By Ron Gluckman/Hong Kong


   Strolling fashionable Hollywood Road, I’m quickly swept up by the boisterous crowds pouring into the narrow alleys that climb the slope above Central District. Charmingly dubbed Soho (South of Hollywood), this spider’s web of cramped streets was once typical Hong Kong, a chaotic maze of print shops, laundries and flower stalls.

  Now, it’s hip Hong Kong: boutiques offering cool clothes, ceramics, candles and kites, plus myriad intimate diners, many with a mere handful of tables. Together, they form the city’s most diverse culinary district.

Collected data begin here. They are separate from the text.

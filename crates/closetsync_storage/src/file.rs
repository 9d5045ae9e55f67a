//! Directory-backed key/value store for persistent storage.

use crate::backend::{validate_key, KeyValueStore};
use crate::error::{StorageError, StorageResult};
use fs2::FileExt;
use parking_lot::Mutex;
use std::fs::{self, File, OpenOptions};
use std::io::{ErrorKind, Write};
use std::path::{Path, PathBuf};

const LOCK_FILE: &str = "LOCK";
const TEMP_SUFFIX: &str = ".tmp";

/// A key/value store keeping one file per key inside a directory.
///
/// ```text
/// store_dir/
/// ├─ LOCK                  # Advisory lock for single-writer
/// ├─ closetsync.queue      # One file per key
/// └─ closetsync.last_sync
/// ```
///
/// # Durability
///
/// `set` writes the value to a temporary file, calls `sync_all()`, then
/// renames it over the previous file, so a crash leaves either the old or
/// the new value.
///
/// # Locking
///
/// The store holds an exclusive advisory lock on `LOCK` for its lifetime.
/// A second `FileStore` on the same directory fails with
/// [`StorageError::Locked`].
///
/// # Example
///
/// ```no_run
/// use closetsync_storage::{FileStore, KeyValueStore};
/// use std::path::Path;
///
/// let store = FileStore::open(Path::new("./closetsync-data")).unwrap();
/// store.set("closetsync.last_sync", "0").unwrap();
/// ```
#[derive(Debug)]
pub struct FileStore {
    dir: PathBuf,
    write_lock: Mutex<()>,
    _lock_file: File,
}

impl FileStore {
    /// Opens or creates a store in the given directory.
    ///
    /// # Errors
    ///
    /// Returns an error if:
    /// - The directory cannot be created
    /// - Another process holds the lock (returns `Locked`)
    pub fn open(dir: &Path) -> StorageResult<Self> {
        fs::create_dir_all(dir)?;

        let lock_file = OpenOptions::new()
            .read(true)
            .write(true)
            .create(true)
            .truncate(false)
            .open(dir.join(LOCK_FILE))?;

        if lock_file.try_lock_exclusive().is_err() {
            return Err(StorageError::Locked);
        }

        Ok(Self {
            dir: dir.to_path_buf(),
            write_lock: Mutex::new(()),
            _lock_file: lock_file,
        })
    }

    /// Returns the store directory.
    #[must_use]
    pub fn path(&self) -> &Path {
        &self.dir
    }

    fn key_path(&self, key: &str) -> StorageResult<PathBuf> {
        validate_key(key)?;
        if key == LOCK_FILE || key.ends_with(TEMP_SUFFIX) {
            return Err(StorageError::InvalidKey(key.to_string()));
        }
        Ok(self.dir.join(key))
    }
}

impl KeyValueStore for FileStore {
    fn get(&self, key: &str) -> StorageResult<Option<String>> {
        let path = self.key_path(key)?;
        match fs::read(&path) {
            Ok(bytes) => String::from_utf8(bytes)
                .map(Some)
                .map_err(|_| StorageError::InvalidUtf8 {
                    key: key.to_string(),
                }),
            Err(e) if e.kind() == ErrorKind::NotFound => Ok(None),
            Err(e) => Err(e.into()),
        }
    }

    fn set(&self, key: &str, value: &str) -> StorageResult<()> {
        let path = self.key_path(key)?;
        let temp_path = self.dir.join(format!("{key}{TEMP_SUFFIX}"));

        let _guard = self.write_lock.lock();
        {
            let mut file = File::create(&temp_path)?;
            file.write_all(value.as_bytes())?;
            file.sync_all()?;
        }
        fs::rename(&temp_path, &path)?;
        Ok(())
    }

    fn remove(&self, key: &str) -> StorageResult<()> {
        let path = self.key_path(key)?;
        let _guard = self.write_lock.lock();
        match fs::remove_file(&path) {
            Ok(()) => Ok(()),
            Err(e) if e.kind() == ErrorKind::NotFound => Ok(()),
            Err(e) => Err(e.into()),
        }
    }

    fn keys(&self) -> StorageResult<Vec<String>> {
        let mut keys = Vec::new();
        for entry in fs::read_dir(&self.dir)? {
            let entry = entry?;
            if !entry.file_type()?.is_file() {
                continue;
            }
            let Some(name) = entry.file_name().to_str().map(str::to_string) else {
                continue;
            };
            if name == LOCK_FILE || name.ends_with(TEMP_SUFFIX) {
                continue;
            }
            if validate_key(&name).is_ok() {
                keys.push(name);
            }
        }
        keys.sort();
        Ok(keys)
    }
}

#[cfg(test)]
mod tests {
    use super::*;
    use tempfile::tempdir;

    #[test]
    fn file_store_roundtrip() {
        let dir = tempdir().unwrap();
        let store = FileStore::open(dir.path()).unwrap();

        store.set("closetsync.queue", "[]").unwrap();
        assert_eq!(store.get("closetsync.queue").unwrap().as_deref(), Some("[]"));
        assert_eq!(store.get("missing").unwrap(), None);
    }

    #[test]
    fn file_store_persists_across_reopen() {
        let dir = tempdir().unwrap();
        {
            let store = FileStore::open(dir.path()).unwrap();
            store.set("closetsync.last_sync", "42").unwrap();
        }

        let store = FileStore::open(dir.path()).unwrap();
        assert_eq!(
            store.get("closetsync.last_sync").unwrap().as_deref(),
            Some("42")
        );
    }

    #[test]
    fn file_store_is_exclusive() {
        let dir = tempdir().unwrap();
        let _first = FileStore::open(dir.path()).unwrap();

        let second = FileStore::open(dir.path());
        assert!(matches!(second, Err(StorageError::Locked)));
    }

    #[test]
    fn file_store_keys_skip_lock_and_temp_files() {
        let dir = tempdir().unwrap();
        let store = FileStore::open(dir.path()).unwrap();
        store.set("b", "2").unwrap();
        store.set("a", "1").unwrap();
        fs::write(dir.path().join("c.tmp"), "partial").unwrap();

        assert_eq!(store.keys().unwrap(), vec!["a".to_string(), "b".to_string()]);
    }

    #[test]
    fn file_store_rejects_lock_key() {
        let dir = tempdir().unwrap();
        let store = FileStore::open(dir.path()).unwrap();
        assert!(matches!(
            store.set("LOCK", "x"),
            Err(StorageError::InvalidKey(_))
        ));
    }

    #[test]
    fn file_store_invalid_utf8() {
        let dir = tempdir().unwrap();
        let store = FileStore::open(dir.path()).unwrap();
        fs::write(dir.path().join("bin"), [0xff, 0xfe]).unwrap();

        assert!(matches!(
            store.get("bin"),
            Err(StorageError::InvalidUtf8 { .. })
        ));
    }

    #[test]
    fn file_store_remove() {
        let dir = tempdir().unwrap();
        let store = FileStore::open(dir.path()).unwrap();
        store.set("k", "v").unwrap();
        store.remove("k").unwrap();
        store.remove("k").unwrap();
        assert_eq!(store.get("k").unwrap(), None);
    }
}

  Whether you crave tapas, satay, African, even heavenly Himalayan dumplings, you can eat your fill here…. provided you booked in advance.

  I haven’t, so for several nights running, I meet old friends in Soho, then we scavenge seating. “What gives?” I ask, as we wander door to door. After all, it’s mid-week in foul weather, with rain falling for days. Sold-out Soho in such conditions seems all the more perplexing since, on repeated visits in recent years, I recall ample empty tables, and enticing specials.

  That, Tim Noonan, columnist for the South China Morning Post, Hong Kong’s largest English daily, delights in noting, was then. “Now, Hong Kong is humming.”

  Tim and I go back a dozen years in Hong Kong, and he’s taken much ribbing about its recent rash of problems, all too often, he recalls, by me. “Take a look around you,” he says with relish. “Everywhere you go, every restaurant, every hotel in this city is packed.” Tucking into his meal, he adds: “The buzz is back.”

  There is no better way to describe the Hong Kong that greets me in late 2005; the place is pumping. Crowds pack Soho nightly and throng nearby Lan Kwai Fong, long the prime local nightlife district, but for years a shadow of its 1990s heyday. Now it’s rocking like there is no tomorrow. And so is the rest of Hong Kong.

  Everywhere I go, I find the same upbeat optimism, devil-may-care spending and cocky confidence, common only to the rarest of boom cities. The feel is intoxicating. And remarkably familiar. Present Hong Kong resembles nothing so much as this city during its hyper-kinetic, pre-1997 peak.

  The contrast is all the more striking since, for a decade, pundits have been proclaiming this city’s demise.

  “Hong Kong has always been like this, with these incredible bumps and booms,” notes Michelle Garnaut, who runs M on the Fringe restaurant in Hong Kong and M on the Bund in Shanghai.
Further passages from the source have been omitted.